Estimates for run time of UKESM1

Estimates for how long UKESM1 might take and how much HPC usage we're likely to use is evolving. The page records some of the estimates.

1 September 2014: 0.85 model years per day

Information for this largely comes from Colin and Richard's e-mails on 1 September 2014. The estimate was derived from

  • GC2 run (N216-ORCA025) took 20 hours per model year on 36 nodes (see http://collab.metoffice.gov.uk/twiki/bin/view/Support/MONSooNJobSizes under HadGEM3 and HadGAM3. This is 720 node hours on 36 * 32 = 1,152 PEs
  • Richard found from speaking with Malcolm Roberts that the PE split was about 48:52 for ATMOS:NEMO-CICE. (Richard's old timings suggested a split of 70:30).
  • Colin's conversation with Mike Carter suggests that new HPC will have a similar speed to current HPC but have more nodes.
  • If we assume
    • Split should be about 50:50
    • ATMOS with simplified chemistry (offline oxidants) is 1.7 times slower than just ATMOS (based on one N96 run I did).
    • NEMO-CICE + MEDUSA is around 2 times slower than just NEMO-CICE (based on Andrew Yool's e-mail to Colin that says that adding MEDUSA is *2.73 for 128 PEs and *2.10 for 256 PEs).
    then the PE split should be about (50*1.7):(50*2) or 85:100 (or 46:54) - so more PEs for NEMO-CICE + MEDUSA. So the scaling factor for completing ATMOS + simplified chemistry is roughly (T(ATMOS + simplified chem) / TATMOS)|same number of PEs * (NPEATMOS / NPE(ATMOS + simplified chem)) = (85/50) * (50/100 / (85/(100 + 85)) = (85/50) * (50/100 * 185/85) = 185/100 or 1.85 times longer. As we've balanced NEMO-CICE + MEDUSA with ATMOS + simplified chemistry this will take the same time.
  • And 1.85 * 720 = 1,332 node hours. With 36 nodes this is 37.0 hours for one model year or 1.54 days for one model year.
  • Richard thinks the code can probably go up to about 1500 PEs, so about 47 nodes, which would be about 1,332 / 47 = 28.3 hours for one year, or about 1.18 days for one model year. This is about 1.2 days for one model year or 0.85 model years per day.

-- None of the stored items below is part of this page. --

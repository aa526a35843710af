use rmcp::schemars;
use serde::{Deserialize, Serialize};
use serde_json::{json, Value};

use crate::client::{encode_segments, repo_route, sanitize_url_value, GithubClient};
use crate::encoding::{decode_text, encode_content};
use crate::error::GithubToolsError;

use super::user::current_login;
use super::{default_branch, str_field};

#[derive(Debug, Deserialize, schemars::JsonSchema)]
pub struct CommitParams {
    #[schemars(description = "Commit message")]
    pub message: String,

    #[schemars(description = "New file content as plain text")]
    pub content: String,

    #[schemars(description = "File path within the repository")]
    pub path: String,

    #[schemars(description = "Branch to commit to")]
    pub branch: String,

    #[schemars(description = "Repository name, owned by the authenticated user")]
    pub repo: String,
}

#[derive(Debug, Deserialize, schemars::JsonSchema)]
pub struct UpdateFileParams {
    #[schemars(description = "Repository owner (user or org)")]
    pub owner: String,

    #[schemars(description = "Repository name")]
    pub repo: String,

    #[schemars(description = "File path within the repository")]
    pub path: String,

    #[schemars(description = "New file content as plain text")]
    pub content: String,

    #[schemars(description = "Blob SHA of the file being replaced")]
    pub sha: String,

    #[schemars(description = "Branch to commit to (default: main)")]
    #[serde(default = "default_branch")]
    pub branch: String,

    #[schemars(description = "Commit message (default: \"Update file\")")]
    #[serde(default = "default_update_message")]
    pub message: String,
}

#[derive(Debug, Deserialize, schemars::JsonSchema)]
pub struct DeleteFileParams {
    #[schemars(description = "Repository owner (user or org)")]
    pub owner: String,

    #[schemars(description = "Repository name")]
    pub repo: String,

    #[schemars(description = "File path within the repository")]
    pub path: String,

    #[schemars(description = "Blob SHA of the file being deleted")]
    pub sha: String,

    #[schemars(description = "Branch to commit to (default: main)")]
    #[serde(default = "default_branch")]
    pub branch: String,

    #[schemars(description = "Commit message (default: \"Delete file\")")]
    #[serde(default = "default_delete_message")]
    pub message: String,
}

#[derive(Debug, Deserialize, schemars::JsonSchema)]
pub struct GetFileParams {
    #[schemars(description = "Repository owner (user or org)")]
    pub owner: String,

    #[schemars(description = "Repository name")]
    pub repo: String,

    #[schemars(description = "File path within the repository")]
    pub path: String,

    #[schemars(description = "Branch, tag, or SHA to read from (default: main)")]
    #[serde(default = "default_branch")]
    pub branch: String,
}

#[derive(Debug, Deserialize, schemars::JsonSchema)]
pub struct ListContentsParams {
    #[schemars(description = "Repository owner (user or org)")]
    pub owner: String,

    #[schemars(description = "Repository name")]
    pub repo: String,

    #[schemars(description = "Directory path (default: repository root)")]
    #[serde(default)]
    pub path: String,

    #[schemars(description = "Branch, tag, or SHA to read from (default: main)")]
    #[serde(default = "default_branch")]
    pub branch: String,
}

fn default_update_message() -> String {
    "Update file".to_string()
}

fn default_delete_message() -> String {
    "Delete file".to_string()
}

#[derive(Debug, Serialize)]
pub struct FileContent {
    pub name: String,
    pub path: String,
    pub sha: String,
    pub content: String,
}

#[derive(Debug, Serialize)]
pub struct ContentEntry {
    pub name: String,
    pub path: String,
    #[serde(rename = "type")]
    pub kind: String,
}

/// `/repos/{owner}/{repo}/contents/{path}`; an empty path addresses the root.
fn contents_route(owner: &str, repo: &str, path: &str) -> Result<String, GithubToolsError> {
    let base = repo_route(owner, repo)?;
    if path.is_empty() {
        return Ok(format!("{}/contents", base));
    }
    sanitize_url_value(path, "path")?;
    Ok(format!("{}/contents/{}", base, encode_segments(path)))
}

/// Create a file on `branch` in one of the authenticated user's repositories.
pub async fn create_commit(
    client: &GithubClient,
    params: &CommitParams,
) -> Result<Value, GithubToolsError> {
    sanitize_url_value(&params.path, "path")?;
    sanitize_url_value(&params.branch, "branch")?;
    let owner = current_login(client).await?;
    let route = contents_route(&owner, &params.repo, &params.path)?;

    tracing::info!(owner = %owner, repo = %params.repo, path = %params.path, "Committing file");
    client
        .put(
            &route,
            &json!({
                "message": params.message,
                "content": encode_content(&params.content),
                "branch": params.branch,
            }),
        )
        .await
}

/// Replace a file. GitHub rejects the write with 409 when `sha` is stale.
pub async fn update_file(
    client: &GithubClient,
    params: &UpdateFileParams,
) -> Result<Value, GithubToolsError> {
    sanitize_url_value(&params.path, "path")?;
    sanitize_url_value(&params.branch, "branch")?;
    let route = contents_route(&params.owner, &params.repo, &params.path)?;

    client
        .put(
            &route,
            &json!({
                "message": params.message,
                "content": encode_content(&params.content),
                "sha": params.sha,
                "branch": params.branch,
            }),
        )
        .await
}

pub async fn delete_file(
    client: &GithubClient,
    params: &DeleteFileParams,
) -> Result<Value, GithubToolsError> {
    sanitize_url_value(&params.path, "path")?;
    sanitize_url_value(&params.branch, "branch")?;
    let route = contents_route(&params.owner, &params.repo, &params.path)?;

    client
        .delete(
            &route,
            &json!({
                "message": params.message,
                "sha": params.sha,
                "branch": params.branch,
            }),
        )
        .await
}

/// Read a single file and decode its content. Directories, symlinks and
/// submodules have no inline content and are rejected.
pub async fn get_file(
    client: &GithubClient,
    params: &GetFileParams,
) -> Result<FileContent, GithubToolsError> {
    sanitize_url_value(&params.path, "path")?;
    sanitize_url_value(&params.branch, "branch")?;
    let route = contents_route(&params.owner, &params.repo, &params.path)?;

    let response = client
        .get(&route, Some(&[("ref", params.branch.as_str())]))
        .await?;

    let encoded = response
        .get("content")
        .and_then(Value::as_str)
        .ok_or_else(|| GithubToolsError::NotAFile(params.path.clone()))?;

    // Files over 1 MB come back with `"encoding": "none"` and empty content.
    let encoding = response.get("encoding").and_then(Value::as_str);
    let size = response.get("size").and_then(Value::as_u64).unwrap_or(0);
    if encoding.is_some_and(|e| e != "base64") || (encoded.is_empty() && size > 0) {
        return Err(GithubToolsError::UnexpectedResponse(format!(
            "{} is too large for inline content ({} bytes)",
            params.path, size
        )));
    }

    Ok(FileContent {
        name: str_field(&response, "name")?,
        path: str_field(&response, "path")?,
        sha: str_field(&response, "sha")?,
        content: decode_text(encoded)?,
    })
}

pub async fn list_repo_contents(
    client: &GithubClient,
    params: &ListContentsParams,
) -> Result<Vec<ContentEntry>, GithubToolsError> {
    sanitize_url_value(&params.branch, "branch")?;
    let route = contents_route(&params.owner, &params.repo, &params.path)?;

    let response = client
        .get(&route, Some(&[("ref", params.branch.as_str())]))
        .await?;

    let Some(items) = response.as_array() else {
        let shown = if params.path.is_empty() { "/" } else { params.path.as_str() };
        return Err(GithubToolsError::NotADirectory(shown.to_string()));
    };

    items
        .iter()
        .map(|item| {
            Ok(ContentEntry {
                name: str_field(item, "name")?,
                path: str_field(item, "path")?,
                kind: str_field(item, "type")?,
            })
        })
        .collect()
}
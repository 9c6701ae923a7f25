//! Command-line interface for codex
//! This binary converts markdown vault notes (creature statblocks and lore) into compendium documents.
//!
//! Usage:
//!   codex `<path>` [--to `<format>`] [--out `<dir>`] [--config `<file>`]   - Convert a note or a vault
//!   codex --list-formats                                                 - List all available formats
//!
//! Documents go to stdout (or `--out`), logs go to stderr. Set `RUST_LOG` to change verbosity.
//! Config keys can also be set as `CODEX_<SECTION>__<KEY>` environment variables.

mod convert;

use anyhow::{Context, Result};
use clap::{Arg, ArgAction, ArgMatches, Command};
use codex_babel::FormatRegistry;
use codex_config::{CodexConfig, Loader};
use convert::ConvertOptions;
use std::path::{Path, PathBuf};
use tracing_subscriber::{layer::SubscriberExt, util::SubscriberInitExt};

fn main() {
    tracing_subscriber::registry()
        .with(
            tracing_subscriber::EnvFilter::try_from_default_env()
                .unwrap_or_else(|_| "codex=info".into()),
        )
        .with(tracing_subscriber::fmt::layer().with_writer(std::io::stderr))
        .init();

    let matches = Command::new("codex")
        .version(env!("CARGO_PKG_VERSION"))
        .about("Convert markdown vault notes into compendium documents")
        .arg_required_else_help(true)
        .arg(
            Arg::new("path")
                .help("A markdown note or a vault directory")
                .required_unless_present("list-formats")
                .index(1),
        )
        .arg(
            Arg::new("to")
                .long("to")
                .short('t')
                .help("Output format (default from config: foundry)"),
        )
        .arg(
            Arg::new("out")
                .long("out")
                .short('o')
                .help("Write one <slug>.json per document into this directory instead of stdout"),
        )
        .arg(
            Arg::new("config")
                .long("config")
                .short('c')
                .help("Configuration file layered over the built-in defaults"),
        )
        .arg(
            Arg::new("include-unpublished")
                .long("include-unpublished")
                .help("Also convert notes not marked as published")
                .action(ArgAction::SetTrue),
        )
        .arg(
            Arg::new("list-formats")
                .long("list-formats")
                .help("List available output formats")
                .action(ArgAction::SetTrue),
        )
        .get_matches();

    if matches.get_flag("list-formats") {
        handle_list_formats_command();
        return;
    }

    match handle_convert_command(&matches) {
        Ok(0) => {}
        Ok(failed) => {
            eprintln!("{} file(s) failed to convert", failed);
            std::process::exit(1);
        }
        Err(e) => {
            eprintln!("Error: {:#}", e);
            std::process::exit(1);
        }
    }
}

/// Returns the number of notes that failed to convert.
fn handle_convert_command(matches: &ArgMatches) -> Result<usize> {
    let config = load_config(matches)?;
    let out = matches.get_one::<String>("out").map(PathBuf::from);
    let options = ConvertOptions::from_config(&config, out);

    let path = matches
        .get_one::<String>("path")
        .context("a path is required unless listing formats")?;
    let summary = convert::run(Path::new(path), &options)?;
    Ok(summary.failed)
}

fn load_config(matches: &ArgMatches) -> Result<CodexConfig> {
    let mut loader = Loader::new();
    if let Some(file) = matches.get_one::<String>("config") {
        loader = loader.with_file(file);
    }
    loader = loader.with_env();
    if let Some(format) = matches.get_one::<String>("to") {
        loader = loader.set_override("convert.format", format.as_str())?;
    }
    if matches.get_flag("include-unpublished") {
        loader = loader.set_override("convert.include_unpublished", true)?;
    }
    loader.build().context("Failed to load configuration")
}

fn handle_list_formats_command() {
    let registry = FormatRegistry::with_defaults();
    println!("Available formats:\n");

    for name in registry.list_formats() {
        if let Ok(format) = registry.get(&name) {
            println!("  {}", name);
            println!("    {}", format.description());
            println!();
        }
    }
}
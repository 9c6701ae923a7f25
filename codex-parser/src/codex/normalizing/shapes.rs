//! Keyed groups in either authored shape
//!
//!     Groups such as ability modifiers, saves and skills were first authored as an array of
//!     single-key objects and later as a flat object:
//!
//!         abilityMods: [{str: 2}, {dex: 3}]
//!         abilityMods: {str: 2, dex: 3}
//!
//!     Both persist in real vaults. `keyed_entries` is the one place that tells them apart,
//!     with exactly two branches, and hands the group normalizers the same ordered
//!     `(key, value)` list for either.

use super::coerce::key_text;
use serde_yaml::{Mapping, Value};

pub fn keyed_entries(value: Option<&Value>) -> Vec<(String, &Value)> {
    match value {
        Some(Value::Sequence(items)) => items
            .iter()
            .filter_map(Value::as_mapping)
            .flat_map(mapping_entries)
            .collect(),
        Some(Value::Mapping(map)) => mapping_entries(map),
        _ => Vec::new(),
    }
}

/// The entries of one mapping, in authored order, with non-text keys skipped.
pub fn mapping_entries(map: &Mapping) -> Vec<(String, &Value)> {
    map.iter()
        .filter_map(|(key, value)| key_text(key).map(|key| (key, value)))
        .collect()
}

/// Look up the first present key among `keys` in a mapping.
pub fn field<'a>(map: &'a Mapping, keys: &[&str]) -> Option<&'a Value> {
    keys.iter().find_map(|key| map.get(*key))
}
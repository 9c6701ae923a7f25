//! Shared configuration loader for codex.
//!
//! `defaults/codex.default.toml` is embedded into the binary so that docs and
//! runtime behavior stay in sync. Applications layer user files and `CODEX_*`
//! environment variables on top of those defaults via [`Loader`] before
//! deserializing into [`CodexConfig`]. Later layers win:
//!
//! ```text
//! defaults < --config file < CODEX_IDS__NAMESPACE, CODEX_CONVERT__ENRICH, ... < CLI flags
//! ```

use config::builder::DefaultState;
use config::{Config, ConfigBuilder, ConfigError, Environment, File, FileFormat, ValueKind};
use serde::Deserialize;
use std::path::Path;

const DEFAULT_TOML: &str = include_str!("../defaults/codex.default.toml");

/// Environment variables `CODEX_<SECTION>__<KEY>` override config keys.
pub const ENV_PREFIX: &str = "CODEX";

/// Top-level configuration consumed by codex applications.
#[derive(Debug, Clone, Deserialize)]
pub struct CodexConfig {
    pub ids: IdsConfig,
    pub convert: ConvertConfig,
}

/// Deterministic id generation.
#[derive(Debug, Clone, Deserialize)]
pub struct IdsConfig {
    pub namespace: String,
    pub length: usize,
}

#[derive(Debug, Clone, Deserialize)]
pub struct ConvertConfig {
    pub format: String,
    pub pretty: bool,
    pub include_unpublished: bool,
    pub enrich: bool,
}

/// Helper for layering user overrides over the built-in defaults.
#[derive(Debug, Clone)]
pub struct Loader {
    builder: ConfigBuilder<DefaultState>,
}

impl Loader {
    /// Start a loader seeded with the embedded defaults.
    pub fn new() -> Self {
        let builder = Config::builder().add_source(File::from_str(DEFAULT_TOML, FileFormat::Toml));
        Self { builder }
    }

    /// Layer a configuration file. Missing files trigger an error.
    pub fn with_file(mut self, path: impl AsRef<Path>) -> Self {
        let source = File::from(path.as_ref())
            .format(FileFormat::Toml)
            .required(true);
        self.builder = self.builder.add_source(source);
        self
    }

    /// Layer an optional configuration file (ignored if the file is absent).
    pub fn with_optional_file(mut self, path: impl AsRef<Path>) -> Self {
        let source = File::from(path.as_ref())
            .format(FileFormat::Toml)
            .required(false);
        self.builder = self.builder.add_source(source);
        self
    }

    /// Layer `CODEX_*` environment variables.
    pub fn with_env(self) -> Self {
        self.with_environment(environment())
    }

    fn with_environment(mut self, source: Environment) -> Self {
        self.builder = self.builder.add_source(source);
        self
    }

    /// Apply a single key/value override, e.g. `convert.format` from a CLI flag.
    pub fn set_override<I>(mut self, key: &str, value: I) -> Result<Self, ConfigError>
    where
        I: Into<ValueKind>,
    {
        self.builder = self.builder.set_override(key, value)?;
        Ok(self)
    }

    pub fn build(self) -> Result<CodexConfig, ConfigError> {
        self.builder.build()?.try_deserialize()
    }
}

impl Default for Loader {
    fn default() -> Self {
        Self::new()
    }
}

fn environment() -> Environment {
    Environment::with_prefix(ENV_PREFIX)
        .prefix_separator("_")
        .separator("__")
        .try_parsing(true)
}

/// Convenience helper for callers that only need the defaults.
pub fn load_defaults() -> Result<CodexConfig, ConfigError> {
    Loader::new().build()
}

#[cfg(test)]
mod tests {
    use super::*;
    use std::io::Write;

    #[test]
    fn loads_default_config() {
        let config = load_defaults().expect("defaults to deserialize");
        assert_eq!(config.ids.namespace, "codex");
        assert_eq!(config.ids.length, 16);
        assert_eq!(config.convert.format, "foundry");
        assert!(config.convert.pretty);
        assert!(!config.convert.include_unpublished);
        assert!(config.convert.enrich);
    }

    #[test]
    fn supports_overrides() {
        let config = Loader::new()
            .set_override("convert.format", "statblock")
            .expect("override to apply")
            .set_override("convert.include_unpublished", true)
            .expect("override to apply")
            .build()
            .expect("config to build");
        assert_eq!(config.convert.format, "statblock");
        assert!(config.convert.include_unpublished);
    }

    #[test]
    fn layers_user_file() {
        let mut file = tempfile::Builder::new().suffix(".toml").tempfile().unwrap();
        writeln!(file, "[ids]\nnamespace = \"my-vault\"\n\n[convert]\nenrich = false").unwrap();

        let config = Loader::new().with_file(file.path()).build().unwrap();
        assert_eq!(config.ids.namespace, "my-vault");
        assert_eq!(config.ids.length, 16);
        assert!(!config.convert.enrich);
    }

    #[test]
    fn environment_overrides_file() {
        let mut file = tempfile::Builder::new().suffix(".toml").tempfile().unwrap();
        writeln!(file, "[convert]\nformat = \"statblock\"\npretty = false").unwrap();

        let vars = [
            ("CODEX_CONVERT__FORMAT", "foundry"),
            ("CODEX_IDS__LENGTH", "24"),
        ]
        .into_iter()
        .map(|(k, v)| (k.to_string(), v.to_string()))
        .collect();
        let config = Loader::new()
            .with_file(file.path())
            .with_environment(environment().source(Some(vars)))
            .build()
            .unwrap();
        assert_eq!(config.convert.format, "foundry");
        assert!(!config.convert.pretty);
        assert_eq!(config.ids.length, 24);
    }

    #[test]
    fn missing_required_file_fails() {
        let result = Loader::new().with_file("/nonexistent/codex.toml").build();
        assert!(result.is_err());
    }

    #[test]
    fn missing_optional_file_is_ignored() {
        let config = Loader::new()
            .with_optional_file("/nonexistent/codex.toml")
            .build()
            .unwrap();
        assert_eq!(config.convert.format, "foundry");
    }
}
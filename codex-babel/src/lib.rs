//! Compendium documents for codex entries
//!
//!     This crate turns classified vault entries (creatures and lore notes) into output
//!     documents. It is a pure lib: it powers codex-cli but supposes no shell, so nothing here
//!     prints, reads env vars or touches the file system.
//!
//! Architecture
//!
//!     - Format trait: one uniform `serialize(entry, ctx)` interface per output format
//!     - FormatRegistry: discovery and selection of formats by name
//!     - Builders: the actor and journal documents the `foundry` format emits
//!     - IdGenerator: deterministic ids, so regenerating unchanged input yields identical ids
//!
//!     The file structure :
//!     .
//!     ├── error.rs
//!     ├── format.rs               # Format trait definition
//!     ├── registry.rs             # FormatRegistry for discovery and selection
//!     ├── ids.rs                  # Deterministic document and item ids
//!     ├── builders
//!     │   ├── actor.rs            # CreatureStatblock → actor document with items
//!     │   ├── journal.rs          # Lore note → journal document
//!     │   └── markdown.rs         # Note bodies → html (comrak), wikilinks → links
//!     ├── formats
//!     │   ├── foundry             # Actor / journal json
//!     │   └── statblock           # The normalized record as json
//!     └── lib.rs
//!
//! Identifiers
//!
//!     Every id is derived from a stable key: `actor/<slug>`, `journal/<slug>`, and for items
//!     `<actor id>/<kind>/<index>/<slug>`. Re-running a conversion on unchanged notes therefore
//!     updates documents in place instead of creating duplicates.

pub mod builders;
pub mod error;
pub mod format;
pub mod formats;
pub mod ids;
pub mod registry;

pub use builders::BuildContext;
pub use error::FormatError;
pub use format::Format;
pub use ids::IdGenerator;
pub use registry::FormatRegistry;
//! Area templates: `30-foot cone` → `@Template[type:cone|distance:30]`

use super::protected::replace_outside_annotations;
use once_cell::sync::Lazy;
use regex::{Captures, Regex};

static TEMPLATE: Lazy<Regex> = Lazy::new(|| {
    Regex::new(r"\b(?P<distance>\d+)-foot (?P<shape>(?i:cone|burst|emanation|line|square))\b")
        .unwrap()
});

pub fn enrich_templates(text: &str) -> String {
    replace_outside_annotations(text, |segment| {
        TEMPLATE
            .replace_all(segment, |caps: &Captures| {
                format!(
                    "@Template[type:{}|distance:{}]",
                    caps["shape"].to_lowercase(),
                    &caps["distance"]
                )
            })
            .into_owned()
    })
}
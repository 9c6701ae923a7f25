//! Format registry for format discovery and selection

use crate::builders::BuildContext;
use crate::error::FormatError;
use crate::format::Format;
use codex_parser::codex::transforms::stages::VaultEntry;
use serde_json::Value;
use std::collections::HashMap;

/// Registry of output formats, keyed by name.
///
/// # Examples
///
/// ```ignore
/// let registry = FormatRegistry::with_defaults();
/// let doc = registry.serialize(&entry, "foundry", &BuildContext::default())?;
/// ```
pub struct FormatRegistry {
    formats: HashMap<String, Box<dyn Format>>,
}

impl FormatRegistry {
    /// Create a new empty registry
    pub fn new() -> Self {
        FormatRegistry {
            formats: HashMap::new(),
        }
    }

    /// Register a format, replacing any format of the same name.
    pub fn register<F: Format + 'static>(&mut self, format: F) {
        self.formats
            .insert(format.name().to_string(), Box::new(format));
    }

    /// Get a format by name
    pub fn get(&self, name: &str) -> Result<&dyn Format, FormatError> {
        self.formats
            .get(name)
            .map(|f| f.as_ref())
            .ok_or_else(|| FormatError::FormatNotFound(name.to_string()))
    }

    pub fn has(&self, name: &str) -> bool {
        self.formats.contains_key(name)
    }

    /// List all available format names (sorted)
    pub fn list_formats(&self) -> Vec<String> {
        let mut names: Vec<_> = self.formats.keys().cloned().collect();
        names.sort();
        names
    }

    /// Serialize an entry using the named format
    pub fn serialize(
        &self,
        entry: &VaultEntry,
        format: &str,
        ctx: &BuildContext,
    ) -> Result<Value, FormatError> {
        self.get(format)?.serialize(entry, ctx)
    }

    /// Create a registry with the built-in formats
    pub fn with_defaults() -> Self {
        let mut registry = Self::new();
        registry.register(crate::formats::foundry::FoundryFormat);
        registry.register(crate::formats::statblock::StatblockFormat);
        registry
    }
}

impl Default for FormatRegistry {
    fn default() -> Self {
        Self::with_defaults()
    }
}
//! Entry classification
//!
//! A note is a creature when its frontmatter normalizes to a statblock, and lore (a plain
//! journal page) otherwise. Lore titles come from the `title` or `name` key, then the first
//! `# ` heading of the body.

use crate::codex::normalizing::coerce::{to_flag, to_text};
use crate::codex::normalizing::shapes::field;
use crate::codex::normalizing::{is_creature, normalize_statblock};
use crate::codex::statblock::CreatureStatblock;
use crate::codex::transforms::stages::frontmatter::RawDocument;
use crate::codex::transforms::{Runnable, TransformError};
use serde_yaml::Value;

pub const UNTITLED: &str = "Untitled";

/// One classified vault note.
#[derive(Debug, Clone, PartialEq)]
pub enum VaultEntry {
    Creature {
        statblock: Box<CreatureStatblock>,
        body: String,
    },
    Lore {
        title: String,
        published: bool,
        body: String,
    },
}

impl VaultEntry {
    /// Display name: the creature name or the lore title.
    pub fn name(&self) -> &str {
        match self {
            VaultEntry::Creature { statblock, .. } => &statblock.name,
            VaultEntry::Lore { title, .. } => title,
        }
    }

    pub fn published(&self) -> bool {
        match self {
            VaultEntry::Creature { statblock, .. } => statblock.published,
            VaultEntry::Lore { published, .. } => *published,
        }
    }

    pub fn body(&self) -> &str {
        match self {
            VaultEntry::Creature { body, .. } | VaultEntry::Lore { body, .. } => body,
        }
    }

    pub fn is_creature(&self) -> bool {
        matches!(self, VaultEntry::Creature { .. })
    }
}

/// `RawDocument → VaultEntry`
///
/// With a fallback name (the loader passes the file stem) a creature without `name` and a
/// lore note without any title take that name instead of the defaults.
#[derive(Debug, Clone, Default)]
pub struct ClassifyEntry {
    fallback_name: Option<String>,
}

impl ClassifyEntry {
    pub fn new() -> Self {
        ClassifyEntry::default()
    }

    pub fn with_fallback_name(name: impl Into<String>) -> Self {
        ClassifyEntry {
            fallback_name: Some(name.into()),
        }
    }
}

impl Runnable<RawDocument, VaultEntry> for ClassifyEntry {
    fn run(&self, input: RawDocument) -> Result<VaultEntry, TransformError> {
        let RawDocument {
            mut frontmatter,
            body,
        } = input;

        if let Some(fallback) = &self.fallback_name {
            if !frontmatter.contains_key("name") && is_creature(&frontmatter) {
                frontmatter.insert(Value::from("name"), Value::from(fallback.as_str()));
            }
        }

        let raw = Value::Mapping(frontmatter);
        if let Some(statblock) = normalize_statblock(&raw) {
            tracing::debug!(name = %statblock.name, "classified as creature");
            return Ok(VaultEntry::Creature {
                statblock: Box::new(statblock),
                body,
            });
        }

        let map = raw.as_mapping();
        let title = map
            .and_then(|m| to_text(field(m, &["title", "name"])))
            .or_else(|| first_heading(&body))
            .or_else(|| self.fallback_name.clone())
            .unwrap_or_else(|| UNTITLED.to_string());
        let published = map.is_some_and(|m| to_flag(m.get("published")));
        tracing::debug!(%title, "classified as lore");
        Ok(VaultEntry::Lore {
            title,
            published,
            body,
        })
    }
}

fn first_heading(body: &str) -> Option<String> {
    body.lines()
        .find_map(|line| line.strip_prefix("# "))
        .map(str::trim)
        .filter(|title| !title.is_empty())
        .map(str::to_string)
}
//! Main module for codex library functionality

pub mod enriching;
pub mod loader;
pub mod normalizing;
pub mod parsing;
pub mod statblock;
pub mod transforms;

12 September: performance thresholds

  • 1.2 days for one model year would imply that the the historical + RCP run of 250 years would take 300 days or 10 months (with the usual IT problems, so one year). This suggests that 0.85 model years per day is roughly a lower bound for UKESM1, and we really need to get it higher.
  • Colin says in e-mail on this day that he wants most jobs to get at least 1.5 years per day (so 0.67 days for one model year) - about twice the estimate above.
  • The GC2 run (N216-ORCA025) mentioned in section above is 1.2 model years per day.